## Material for this task
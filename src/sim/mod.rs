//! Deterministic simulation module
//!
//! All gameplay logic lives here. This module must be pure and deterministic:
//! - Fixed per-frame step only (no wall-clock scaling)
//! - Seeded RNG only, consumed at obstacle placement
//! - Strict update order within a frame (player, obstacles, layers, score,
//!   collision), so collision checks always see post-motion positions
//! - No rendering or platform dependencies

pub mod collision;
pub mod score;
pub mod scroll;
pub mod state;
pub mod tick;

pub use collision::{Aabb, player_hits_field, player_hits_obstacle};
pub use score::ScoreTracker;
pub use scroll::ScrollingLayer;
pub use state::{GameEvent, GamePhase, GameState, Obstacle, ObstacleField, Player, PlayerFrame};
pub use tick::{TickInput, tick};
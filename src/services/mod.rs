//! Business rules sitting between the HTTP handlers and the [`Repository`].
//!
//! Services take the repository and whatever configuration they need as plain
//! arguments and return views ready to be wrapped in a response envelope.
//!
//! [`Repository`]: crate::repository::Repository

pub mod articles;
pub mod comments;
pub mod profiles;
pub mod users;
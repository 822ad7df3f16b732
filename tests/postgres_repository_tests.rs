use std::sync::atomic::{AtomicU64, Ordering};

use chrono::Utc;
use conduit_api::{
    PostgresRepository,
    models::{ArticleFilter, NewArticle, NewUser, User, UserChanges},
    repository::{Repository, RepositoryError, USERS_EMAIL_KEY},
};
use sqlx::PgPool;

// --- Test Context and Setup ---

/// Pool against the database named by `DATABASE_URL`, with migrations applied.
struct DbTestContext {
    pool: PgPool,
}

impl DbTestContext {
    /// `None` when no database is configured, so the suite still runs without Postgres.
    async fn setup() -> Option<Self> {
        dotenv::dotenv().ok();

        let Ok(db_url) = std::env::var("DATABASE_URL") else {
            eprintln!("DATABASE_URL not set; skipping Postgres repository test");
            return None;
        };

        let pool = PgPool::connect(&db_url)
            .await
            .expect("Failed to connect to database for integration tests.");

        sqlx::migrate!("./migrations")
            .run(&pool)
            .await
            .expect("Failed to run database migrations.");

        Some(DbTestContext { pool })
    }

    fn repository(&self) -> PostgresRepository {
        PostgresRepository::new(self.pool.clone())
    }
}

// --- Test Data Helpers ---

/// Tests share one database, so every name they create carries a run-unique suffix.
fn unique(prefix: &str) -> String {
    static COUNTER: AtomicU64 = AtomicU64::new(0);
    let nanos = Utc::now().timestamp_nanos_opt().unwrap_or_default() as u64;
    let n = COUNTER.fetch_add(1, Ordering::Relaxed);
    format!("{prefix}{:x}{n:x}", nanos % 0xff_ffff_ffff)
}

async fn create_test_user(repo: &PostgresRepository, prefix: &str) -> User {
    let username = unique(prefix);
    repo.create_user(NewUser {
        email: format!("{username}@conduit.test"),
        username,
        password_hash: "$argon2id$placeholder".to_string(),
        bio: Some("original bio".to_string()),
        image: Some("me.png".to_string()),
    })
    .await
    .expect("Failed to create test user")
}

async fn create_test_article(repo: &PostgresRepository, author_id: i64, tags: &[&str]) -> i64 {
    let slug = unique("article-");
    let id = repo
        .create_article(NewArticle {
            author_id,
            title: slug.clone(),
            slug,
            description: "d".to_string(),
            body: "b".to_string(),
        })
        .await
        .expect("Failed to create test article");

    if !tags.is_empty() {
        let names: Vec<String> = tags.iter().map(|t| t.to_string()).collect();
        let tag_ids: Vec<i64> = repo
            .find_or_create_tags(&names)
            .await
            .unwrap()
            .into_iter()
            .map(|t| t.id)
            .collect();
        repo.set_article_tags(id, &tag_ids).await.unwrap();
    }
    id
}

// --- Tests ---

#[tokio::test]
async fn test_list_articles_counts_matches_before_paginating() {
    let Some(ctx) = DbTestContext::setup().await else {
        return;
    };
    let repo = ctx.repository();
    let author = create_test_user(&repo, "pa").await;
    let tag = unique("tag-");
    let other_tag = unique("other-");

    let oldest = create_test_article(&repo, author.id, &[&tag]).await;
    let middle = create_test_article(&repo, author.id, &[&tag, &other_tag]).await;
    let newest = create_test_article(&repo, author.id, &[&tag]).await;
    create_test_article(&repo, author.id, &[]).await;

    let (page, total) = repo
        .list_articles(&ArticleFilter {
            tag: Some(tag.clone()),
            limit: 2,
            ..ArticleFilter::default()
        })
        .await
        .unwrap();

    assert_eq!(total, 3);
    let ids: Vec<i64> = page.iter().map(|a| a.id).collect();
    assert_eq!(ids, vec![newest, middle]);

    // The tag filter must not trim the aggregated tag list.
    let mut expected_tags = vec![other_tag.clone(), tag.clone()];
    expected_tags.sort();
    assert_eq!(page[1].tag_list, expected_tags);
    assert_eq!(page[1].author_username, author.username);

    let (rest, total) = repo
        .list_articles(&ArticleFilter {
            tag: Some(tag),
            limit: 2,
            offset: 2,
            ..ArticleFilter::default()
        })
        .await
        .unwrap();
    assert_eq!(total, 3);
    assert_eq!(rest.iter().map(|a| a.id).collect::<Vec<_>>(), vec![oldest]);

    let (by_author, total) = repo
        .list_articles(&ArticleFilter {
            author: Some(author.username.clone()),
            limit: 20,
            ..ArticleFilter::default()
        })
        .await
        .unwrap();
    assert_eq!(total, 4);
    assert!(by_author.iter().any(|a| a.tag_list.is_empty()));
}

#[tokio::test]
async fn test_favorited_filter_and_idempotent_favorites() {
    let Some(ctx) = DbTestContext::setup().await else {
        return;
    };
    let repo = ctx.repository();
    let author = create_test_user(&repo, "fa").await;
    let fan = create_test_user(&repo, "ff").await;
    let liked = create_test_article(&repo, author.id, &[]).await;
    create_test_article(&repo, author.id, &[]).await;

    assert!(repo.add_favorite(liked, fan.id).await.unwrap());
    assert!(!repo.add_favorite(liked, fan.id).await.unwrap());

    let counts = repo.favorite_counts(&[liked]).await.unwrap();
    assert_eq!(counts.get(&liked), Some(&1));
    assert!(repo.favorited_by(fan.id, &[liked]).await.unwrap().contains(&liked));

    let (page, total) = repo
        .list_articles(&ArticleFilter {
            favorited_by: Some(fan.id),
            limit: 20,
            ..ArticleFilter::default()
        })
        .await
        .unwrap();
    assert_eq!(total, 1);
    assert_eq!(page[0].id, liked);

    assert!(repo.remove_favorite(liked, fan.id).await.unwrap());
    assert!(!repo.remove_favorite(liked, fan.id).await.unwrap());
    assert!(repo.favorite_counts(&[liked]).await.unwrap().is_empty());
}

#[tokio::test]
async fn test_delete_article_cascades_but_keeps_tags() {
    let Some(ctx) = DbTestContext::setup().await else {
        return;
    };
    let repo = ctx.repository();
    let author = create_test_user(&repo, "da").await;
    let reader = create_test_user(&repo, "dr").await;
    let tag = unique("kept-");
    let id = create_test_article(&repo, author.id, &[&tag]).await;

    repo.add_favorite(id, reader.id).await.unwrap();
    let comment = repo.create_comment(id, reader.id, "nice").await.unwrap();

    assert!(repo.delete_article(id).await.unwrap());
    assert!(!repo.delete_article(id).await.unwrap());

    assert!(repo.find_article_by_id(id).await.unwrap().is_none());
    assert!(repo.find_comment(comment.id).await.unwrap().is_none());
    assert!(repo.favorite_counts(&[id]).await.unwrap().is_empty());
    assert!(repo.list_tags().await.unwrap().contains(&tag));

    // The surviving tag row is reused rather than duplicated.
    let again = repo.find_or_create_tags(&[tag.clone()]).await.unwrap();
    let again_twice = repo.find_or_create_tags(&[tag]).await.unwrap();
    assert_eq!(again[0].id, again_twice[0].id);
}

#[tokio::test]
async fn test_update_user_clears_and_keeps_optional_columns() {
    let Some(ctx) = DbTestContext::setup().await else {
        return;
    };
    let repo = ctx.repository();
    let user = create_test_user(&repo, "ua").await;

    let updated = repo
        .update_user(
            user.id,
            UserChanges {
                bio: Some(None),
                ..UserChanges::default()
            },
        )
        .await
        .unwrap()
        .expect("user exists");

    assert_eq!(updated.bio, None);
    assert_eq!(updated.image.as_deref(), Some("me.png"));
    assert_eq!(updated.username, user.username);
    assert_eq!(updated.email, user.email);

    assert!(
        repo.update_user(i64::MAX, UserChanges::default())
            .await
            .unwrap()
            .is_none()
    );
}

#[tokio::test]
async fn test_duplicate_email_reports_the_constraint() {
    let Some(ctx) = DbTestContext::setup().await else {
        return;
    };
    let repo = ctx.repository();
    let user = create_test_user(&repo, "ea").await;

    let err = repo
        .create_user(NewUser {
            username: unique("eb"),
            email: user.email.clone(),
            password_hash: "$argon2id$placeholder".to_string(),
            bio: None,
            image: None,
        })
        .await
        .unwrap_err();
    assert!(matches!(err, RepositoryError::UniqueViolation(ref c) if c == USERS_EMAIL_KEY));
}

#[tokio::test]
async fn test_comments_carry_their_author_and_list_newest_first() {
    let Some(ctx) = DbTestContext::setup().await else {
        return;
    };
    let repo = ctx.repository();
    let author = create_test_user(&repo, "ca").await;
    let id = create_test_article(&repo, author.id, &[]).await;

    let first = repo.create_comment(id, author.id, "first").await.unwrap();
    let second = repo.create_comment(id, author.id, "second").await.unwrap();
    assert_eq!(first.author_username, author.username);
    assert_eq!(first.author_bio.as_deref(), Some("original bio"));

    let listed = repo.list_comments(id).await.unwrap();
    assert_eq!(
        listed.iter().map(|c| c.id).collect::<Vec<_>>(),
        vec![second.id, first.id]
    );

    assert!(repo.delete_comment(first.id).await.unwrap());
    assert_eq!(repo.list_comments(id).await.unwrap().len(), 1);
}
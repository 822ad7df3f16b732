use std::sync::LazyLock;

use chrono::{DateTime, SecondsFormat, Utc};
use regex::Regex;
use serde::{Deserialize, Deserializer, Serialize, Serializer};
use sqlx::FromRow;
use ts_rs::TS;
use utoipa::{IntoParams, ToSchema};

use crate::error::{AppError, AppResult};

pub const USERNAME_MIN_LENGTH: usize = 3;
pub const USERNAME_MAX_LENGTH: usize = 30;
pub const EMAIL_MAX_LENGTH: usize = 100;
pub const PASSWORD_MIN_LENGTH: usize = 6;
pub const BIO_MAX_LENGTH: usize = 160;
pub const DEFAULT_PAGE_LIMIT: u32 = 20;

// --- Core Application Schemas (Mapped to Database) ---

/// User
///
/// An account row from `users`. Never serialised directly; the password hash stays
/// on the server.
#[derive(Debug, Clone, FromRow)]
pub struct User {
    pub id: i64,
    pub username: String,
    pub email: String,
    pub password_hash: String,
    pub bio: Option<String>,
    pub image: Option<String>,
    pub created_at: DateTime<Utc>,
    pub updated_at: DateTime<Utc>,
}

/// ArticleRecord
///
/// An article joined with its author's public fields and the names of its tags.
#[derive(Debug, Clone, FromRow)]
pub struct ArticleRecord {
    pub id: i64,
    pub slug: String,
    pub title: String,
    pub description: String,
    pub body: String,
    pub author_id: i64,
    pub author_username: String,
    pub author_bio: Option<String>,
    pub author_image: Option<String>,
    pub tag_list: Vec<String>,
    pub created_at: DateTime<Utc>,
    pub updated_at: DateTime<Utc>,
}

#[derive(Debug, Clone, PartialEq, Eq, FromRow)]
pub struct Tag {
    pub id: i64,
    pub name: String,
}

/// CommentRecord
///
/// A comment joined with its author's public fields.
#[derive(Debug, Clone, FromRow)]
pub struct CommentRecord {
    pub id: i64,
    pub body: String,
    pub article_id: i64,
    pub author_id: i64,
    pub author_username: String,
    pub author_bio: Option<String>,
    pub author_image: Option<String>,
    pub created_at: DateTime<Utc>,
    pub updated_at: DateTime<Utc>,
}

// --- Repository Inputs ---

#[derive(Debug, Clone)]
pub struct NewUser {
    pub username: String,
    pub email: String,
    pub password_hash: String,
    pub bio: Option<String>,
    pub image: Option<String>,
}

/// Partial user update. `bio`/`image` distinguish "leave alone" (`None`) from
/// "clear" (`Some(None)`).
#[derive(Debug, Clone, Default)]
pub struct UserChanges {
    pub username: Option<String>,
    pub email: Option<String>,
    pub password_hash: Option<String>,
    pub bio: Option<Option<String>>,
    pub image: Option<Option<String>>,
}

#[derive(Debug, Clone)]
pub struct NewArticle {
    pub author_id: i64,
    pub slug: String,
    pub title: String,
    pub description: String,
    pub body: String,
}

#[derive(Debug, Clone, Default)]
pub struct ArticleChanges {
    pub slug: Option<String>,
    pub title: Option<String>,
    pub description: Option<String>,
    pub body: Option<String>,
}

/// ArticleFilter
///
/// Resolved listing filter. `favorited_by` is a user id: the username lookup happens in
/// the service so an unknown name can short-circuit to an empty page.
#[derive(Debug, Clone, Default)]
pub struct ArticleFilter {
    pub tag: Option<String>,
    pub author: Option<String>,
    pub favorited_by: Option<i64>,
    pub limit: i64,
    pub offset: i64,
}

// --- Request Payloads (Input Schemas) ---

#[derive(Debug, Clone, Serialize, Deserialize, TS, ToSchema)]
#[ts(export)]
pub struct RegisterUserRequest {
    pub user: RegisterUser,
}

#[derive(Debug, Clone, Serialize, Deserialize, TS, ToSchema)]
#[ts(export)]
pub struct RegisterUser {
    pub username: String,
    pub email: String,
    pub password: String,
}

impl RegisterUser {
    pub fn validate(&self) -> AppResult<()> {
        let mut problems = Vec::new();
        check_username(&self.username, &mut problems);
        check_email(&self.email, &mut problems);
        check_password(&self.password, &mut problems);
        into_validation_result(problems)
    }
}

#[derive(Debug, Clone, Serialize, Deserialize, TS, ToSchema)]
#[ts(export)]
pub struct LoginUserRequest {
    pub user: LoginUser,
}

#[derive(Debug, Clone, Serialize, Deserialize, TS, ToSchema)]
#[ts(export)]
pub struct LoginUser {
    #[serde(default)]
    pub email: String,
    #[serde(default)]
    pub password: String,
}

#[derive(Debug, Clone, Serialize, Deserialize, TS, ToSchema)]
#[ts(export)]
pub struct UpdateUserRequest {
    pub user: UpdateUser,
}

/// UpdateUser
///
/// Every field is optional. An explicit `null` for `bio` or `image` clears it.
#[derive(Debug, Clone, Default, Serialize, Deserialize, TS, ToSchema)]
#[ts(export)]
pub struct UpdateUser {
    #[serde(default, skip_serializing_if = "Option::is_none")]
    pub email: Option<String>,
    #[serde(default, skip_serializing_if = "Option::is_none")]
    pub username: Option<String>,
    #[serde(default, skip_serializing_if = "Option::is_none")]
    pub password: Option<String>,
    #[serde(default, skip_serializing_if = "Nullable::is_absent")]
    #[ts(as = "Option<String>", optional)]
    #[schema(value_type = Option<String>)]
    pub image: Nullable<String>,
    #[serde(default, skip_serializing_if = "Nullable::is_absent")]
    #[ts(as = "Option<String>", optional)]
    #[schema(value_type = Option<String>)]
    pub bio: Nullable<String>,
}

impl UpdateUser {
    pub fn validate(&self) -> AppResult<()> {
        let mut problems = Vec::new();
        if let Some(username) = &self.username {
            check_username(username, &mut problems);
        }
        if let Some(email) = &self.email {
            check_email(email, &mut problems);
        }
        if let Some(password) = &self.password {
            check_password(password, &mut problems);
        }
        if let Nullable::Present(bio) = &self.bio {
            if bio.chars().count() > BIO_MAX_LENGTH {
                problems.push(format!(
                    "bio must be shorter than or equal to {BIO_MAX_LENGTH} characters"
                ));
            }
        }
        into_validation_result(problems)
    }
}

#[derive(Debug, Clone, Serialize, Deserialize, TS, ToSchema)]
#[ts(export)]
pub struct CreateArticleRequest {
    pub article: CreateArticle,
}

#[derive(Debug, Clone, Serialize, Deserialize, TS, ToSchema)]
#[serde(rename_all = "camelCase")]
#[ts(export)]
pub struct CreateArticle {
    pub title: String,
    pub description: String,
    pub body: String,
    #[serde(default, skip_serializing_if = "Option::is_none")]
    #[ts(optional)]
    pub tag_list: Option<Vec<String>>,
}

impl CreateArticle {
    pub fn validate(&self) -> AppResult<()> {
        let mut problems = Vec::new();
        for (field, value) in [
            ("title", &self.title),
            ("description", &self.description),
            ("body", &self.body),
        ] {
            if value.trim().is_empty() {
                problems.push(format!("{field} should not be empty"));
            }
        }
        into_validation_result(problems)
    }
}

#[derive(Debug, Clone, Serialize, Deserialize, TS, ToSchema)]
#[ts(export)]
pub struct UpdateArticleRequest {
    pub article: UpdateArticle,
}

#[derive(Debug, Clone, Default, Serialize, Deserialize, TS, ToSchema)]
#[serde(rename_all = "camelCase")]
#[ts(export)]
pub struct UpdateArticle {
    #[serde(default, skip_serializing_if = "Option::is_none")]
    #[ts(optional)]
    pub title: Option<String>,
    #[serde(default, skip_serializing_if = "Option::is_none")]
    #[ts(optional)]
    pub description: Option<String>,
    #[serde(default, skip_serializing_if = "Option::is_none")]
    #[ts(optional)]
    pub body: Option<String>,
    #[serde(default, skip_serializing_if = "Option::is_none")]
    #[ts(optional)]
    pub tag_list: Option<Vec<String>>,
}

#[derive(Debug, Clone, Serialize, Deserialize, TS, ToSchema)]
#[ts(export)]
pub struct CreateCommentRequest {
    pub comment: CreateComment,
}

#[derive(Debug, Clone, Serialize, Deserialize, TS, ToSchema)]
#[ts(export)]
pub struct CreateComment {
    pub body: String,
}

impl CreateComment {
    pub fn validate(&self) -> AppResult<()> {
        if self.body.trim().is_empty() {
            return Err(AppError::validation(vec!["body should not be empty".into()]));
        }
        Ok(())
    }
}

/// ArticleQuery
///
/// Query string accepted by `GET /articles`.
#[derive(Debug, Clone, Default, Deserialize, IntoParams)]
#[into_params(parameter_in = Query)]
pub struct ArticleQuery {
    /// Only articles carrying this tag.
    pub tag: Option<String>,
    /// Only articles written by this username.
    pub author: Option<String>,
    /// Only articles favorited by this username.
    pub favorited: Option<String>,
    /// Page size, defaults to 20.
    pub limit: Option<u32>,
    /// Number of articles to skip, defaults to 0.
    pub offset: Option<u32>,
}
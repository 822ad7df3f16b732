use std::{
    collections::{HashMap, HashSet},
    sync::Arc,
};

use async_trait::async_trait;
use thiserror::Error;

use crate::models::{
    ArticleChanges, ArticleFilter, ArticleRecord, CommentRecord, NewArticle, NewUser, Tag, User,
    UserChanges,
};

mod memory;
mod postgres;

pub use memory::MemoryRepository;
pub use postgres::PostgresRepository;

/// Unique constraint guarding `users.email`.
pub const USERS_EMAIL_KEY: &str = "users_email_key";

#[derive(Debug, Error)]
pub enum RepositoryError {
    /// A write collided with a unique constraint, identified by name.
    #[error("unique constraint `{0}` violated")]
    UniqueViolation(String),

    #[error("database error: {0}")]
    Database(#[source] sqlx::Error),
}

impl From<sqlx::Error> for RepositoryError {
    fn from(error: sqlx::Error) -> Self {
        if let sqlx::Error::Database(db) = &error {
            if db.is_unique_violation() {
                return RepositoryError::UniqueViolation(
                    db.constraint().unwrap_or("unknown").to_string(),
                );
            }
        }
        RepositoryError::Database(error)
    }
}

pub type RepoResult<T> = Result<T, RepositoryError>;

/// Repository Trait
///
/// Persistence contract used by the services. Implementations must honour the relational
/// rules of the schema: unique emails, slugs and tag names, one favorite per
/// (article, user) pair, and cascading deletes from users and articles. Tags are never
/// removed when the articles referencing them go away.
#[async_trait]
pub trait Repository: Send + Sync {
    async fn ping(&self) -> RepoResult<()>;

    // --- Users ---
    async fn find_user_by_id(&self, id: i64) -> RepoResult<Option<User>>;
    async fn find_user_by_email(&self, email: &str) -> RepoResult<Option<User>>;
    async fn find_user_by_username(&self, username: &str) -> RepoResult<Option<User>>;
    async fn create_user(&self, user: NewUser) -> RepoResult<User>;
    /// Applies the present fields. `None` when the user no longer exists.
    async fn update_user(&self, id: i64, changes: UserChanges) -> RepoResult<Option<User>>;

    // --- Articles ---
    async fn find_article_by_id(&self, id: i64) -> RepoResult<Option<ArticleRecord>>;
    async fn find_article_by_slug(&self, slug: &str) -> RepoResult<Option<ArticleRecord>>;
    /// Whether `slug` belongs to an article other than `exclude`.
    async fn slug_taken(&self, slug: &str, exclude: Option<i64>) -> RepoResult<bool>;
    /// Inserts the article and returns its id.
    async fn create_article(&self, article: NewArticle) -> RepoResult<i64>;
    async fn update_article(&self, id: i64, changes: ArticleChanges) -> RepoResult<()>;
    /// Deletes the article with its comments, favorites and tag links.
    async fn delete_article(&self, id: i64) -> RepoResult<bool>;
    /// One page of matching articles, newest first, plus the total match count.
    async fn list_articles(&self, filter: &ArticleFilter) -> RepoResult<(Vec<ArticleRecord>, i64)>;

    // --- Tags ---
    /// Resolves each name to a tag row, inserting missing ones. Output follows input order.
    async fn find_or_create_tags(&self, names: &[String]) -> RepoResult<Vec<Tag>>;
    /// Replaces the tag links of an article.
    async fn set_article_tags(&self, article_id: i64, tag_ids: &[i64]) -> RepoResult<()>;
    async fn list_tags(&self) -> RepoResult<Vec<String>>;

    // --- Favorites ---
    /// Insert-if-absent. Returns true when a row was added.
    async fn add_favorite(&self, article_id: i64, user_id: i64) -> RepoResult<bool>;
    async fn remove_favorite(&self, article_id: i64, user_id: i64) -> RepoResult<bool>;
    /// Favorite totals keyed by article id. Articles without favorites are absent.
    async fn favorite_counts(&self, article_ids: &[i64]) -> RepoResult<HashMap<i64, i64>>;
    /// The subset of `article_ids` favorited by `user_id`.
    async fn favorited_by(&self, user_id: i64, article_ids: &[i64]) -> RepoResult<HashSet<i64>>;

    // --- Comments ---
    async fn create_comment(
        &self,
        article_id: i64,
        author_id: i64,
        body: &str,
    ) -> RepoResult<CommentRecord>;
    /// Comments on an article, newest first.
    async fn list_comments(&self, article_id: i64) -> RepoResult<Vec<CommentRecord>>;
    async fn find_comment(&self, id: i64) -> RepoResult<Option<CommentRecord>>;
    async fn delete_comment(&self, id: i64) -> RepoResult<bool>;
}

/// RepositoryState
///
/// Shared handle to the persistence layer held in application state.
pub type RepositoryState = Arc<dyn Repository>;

## Task to complete
Write down exactly every line of the material above up to and including the line containing "filename src/services/mod.rs".

## Output for this task
filename src/sim/mod.rs
//! Deterministic simulation module
//!
//! All gameplay logic lives here. This module must be pure and deterministic:
//! - Fixed per-frame step only (no wall-clock scaling)
//! - Seeded RNG only, consumed at obstacle placement
//! - Strict update order within a frame (player, obstacles, layers, score,
//!   collision), so collision checks always see post-motion positions
//! - No rendering or platform dependencies

pub mod collision;
pub mod score;
pub mod scroll;
pub mod state;
pub mod tick;

pub use collision::{Aabb, player_hits_field, player_hits_obstacle};
pub use score::ScoreTracker;
pub use scroll::ScrollingLayer;
pub use state::{GameEvent, GamePhase, GameState, Obstacle, ObstacleField, Player, PlayerFrame};
pub use tick::{TickInput, tick};
filename src/services/mod.rs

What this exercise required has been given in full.